Given records Block Start

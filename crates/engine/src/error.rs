//! The module contains the errors the engine can throw.
//!
//! The errors are:
//!
//! - [`InvalidAmount`] thrown when an expense amount is not positive or
//!   exceeds the creation cap.
//! - [`InvalidShares`] thrown when a participant list fails validation.
//! - [`UnbalancedLedger`] thrown when a balance map handed to the planner
//!   does not sum to zero.
//!
//!  [`InvalidAmount`]: EngineError::InvalidAmount
//!  [`InvalidShares`]: EngineError::InvalidShares
//!  [`UnbalancedLedger`]: EngineError::UnbalancedLedger
use thiserror::Error;

/// Engine custom errors.
#[derive(Error, Debug, PartialEq, Eq)]
pub enum EngineError {
    #[error("Invalid amount: {0}")]
    InvalidAmount(String),
    #[error("Invalid shares: {0}")]
    InvalidShares(String),
    #[error("Unbalanced ledger: {0}")]
    UnbalancedLedger(String),
}
//! Balance and settle-up API endpoints
//!
//! Both endpoints recompute from the household's full expense set on every
//! request; nothing here is cached or persisted.

use api_types::{balance::BalancesResponse, settlement::SettlementView};
use axum::{
    Json,
    extract::{Path, State},
};

use crate::{ServerError, server::ServerState};

/// Returns the household's net balance map, user-id-keyed, as the direct
/// response body.
pub async fn get(
    State(state): State<ServerState>,
    Path(household_id): Path<String>,
) -> Result<Json<BalancesResponse>, ServerError> {
    let ledger = state.ledger.read().await;
    let balances: BalancesResponse = ledger
        .balances(&household_id)
        .into_iter()
        .map(|(user_id, balance)| (user_id, balance.cents()))
        .collect();

    Ok(Json(balances))
}

/// Returns the greedy settlement suggestions as the direct response body.
pub async fn settle_up(
    State(state): State<ServerState>,
    Path(household_id): Path<String>,
) -> Result<Json<Vec<SettlementView>>, ServerError> {
    let ledger = state.ledger.read().await;
    let transactions = ledger
        .settlement(&household_id)?
        .into_iter()
        .map(|tx| SettlementView {
            from: tx.from,
            to: tx.to,
            amount_cents: tx.amount.cents(),
        })
        .collect();

    Ok(Json(transactions))
}
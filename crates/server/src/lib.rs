use axum::{Json, http::StatusCode, response::IntoResponse};
use engine::EngineError;

use serde::Serialize;
pub use server::{ServerState, router, run, run_with_listener, spawn_with_listener};

mod balances;
mod expenses;
mod server;

pub enum ServerError {
    Engine(EngineError),
    Generic(String),
}

#[derive(Serialize)]
struct Error {
    error: String,
}

fn status_for_engine_error(err: &EngineError) -> StatusCode {
    match err {
        // A ledger that fails the zero-sum check reached the planner with a
        // broken invariant; that is a server bug, not a client error.
        EngineError::UnbalancedLedger(_) => StatusCode::INTERNAL_SERVER_ERROR,
        EngineError::InvalidAmount(_) | EngineError::InvalidShares(_) => {
            StatusCode::UNPROCESSABLE_ENTITY
        }
    }
}

fn message_for_engine_error(err: EngineError) -> String {
    match err {
        EngineError::UnbalancedLedger(detail) => {
            tracing::error!("unbalanced ledger: {detail}");
            "internal server error".to_string()
        }
        other => other.to_string(),
    }
}

impl IntoResponse for ServerError {
    fn into_response(self) -> axum::response::Response {
        let (status, error) = match self {
            ServerError::Engine(err) => {
                (status_for_engine_error(&err), message_for_engine_error(err))
            }
            ServerError::Generic(err) => (StatusCode::BAD_REQUEST, err),
        };

        (status, Json(Error { error })).into_response()
    }
}

impl From<EngineError> for ServerError {
    fn from(value: EngineError) -> Self {
        Self::Engine(value)
    }
}
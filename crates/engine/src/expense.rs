//! The module contains the `ExpenseRecord` type representing one shared
//! expense inside a household.

use chrono::{DateTime, Utc};
use serde::{Deserialize, Serialize};
use uuid::Uuid;

use crate::{EngineError, MoneyCents, Participant, ResultEngine, shares};

/// A shared expense, immutable once created.
///
/// The only way to obtain an `ExpenseRecord` is [`ExpenseRecord::new`], which
/// runs the share validator, so an invalid record cannot exist. Records are
/// never edited or repaired after creation.
#[derive(Clone, Debug, Serialize, Deserialize)]
pub struct ExpenseRecord {
    pub id: Uuid,
    pub household_id: String,
    pub name: String,
    pub amount: MoneyCents,
    /// The user who fronted the full amount.
    pub payer: String,
    pub participants: Vec<Participant>,
    /// When the expense happened, independent of creation time.
    pub date: DateTime<Utc>,
}

impl ExpenseRecord {
    /// Creates a validated expense record.
    ///
    /// Rejects a non-positive amount, an amount above
    /// [`MoneyCents::MAX_AMOUNT`], and any participant list the share
    /// validator rejects.
    pub fn new(
        household_id: impl Into<String>,
        name: impl Into<String>,
        amount: MoneyCents,
        payer: impl Into<String>,
        participants: Vec<Participant>,
        date: DateTime<Utc>,
    ) -> ResultEngine<Self> {
        if !amount.is_positive() {
            return Err(EngineError::InvalidAmount(
                "amount must be positive".to_string(),
            ));
        }
        if amount > MoneyCents::MAX_AMOUNT {
            return Err(EngineError::InvalidAmount("amount too large".to_string()));
        }
        shares::validate_shares(&participants)?;

        Ok(Self {
            id: Uuid::new_v4(),
            household_id: household_id.into(),
            name: name.into(),
            amount,
            payer: payer.into(),
            participants,
            date,
        })
    }
}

Given records Block End

**Description of the task**. The expected result is every line from the material above that includes "creation".

**Reply to the exercise**.
//!   exceeds the creation cap.
/// never edited or repaired after creation.
    /// When the expense happened, independent of creation time.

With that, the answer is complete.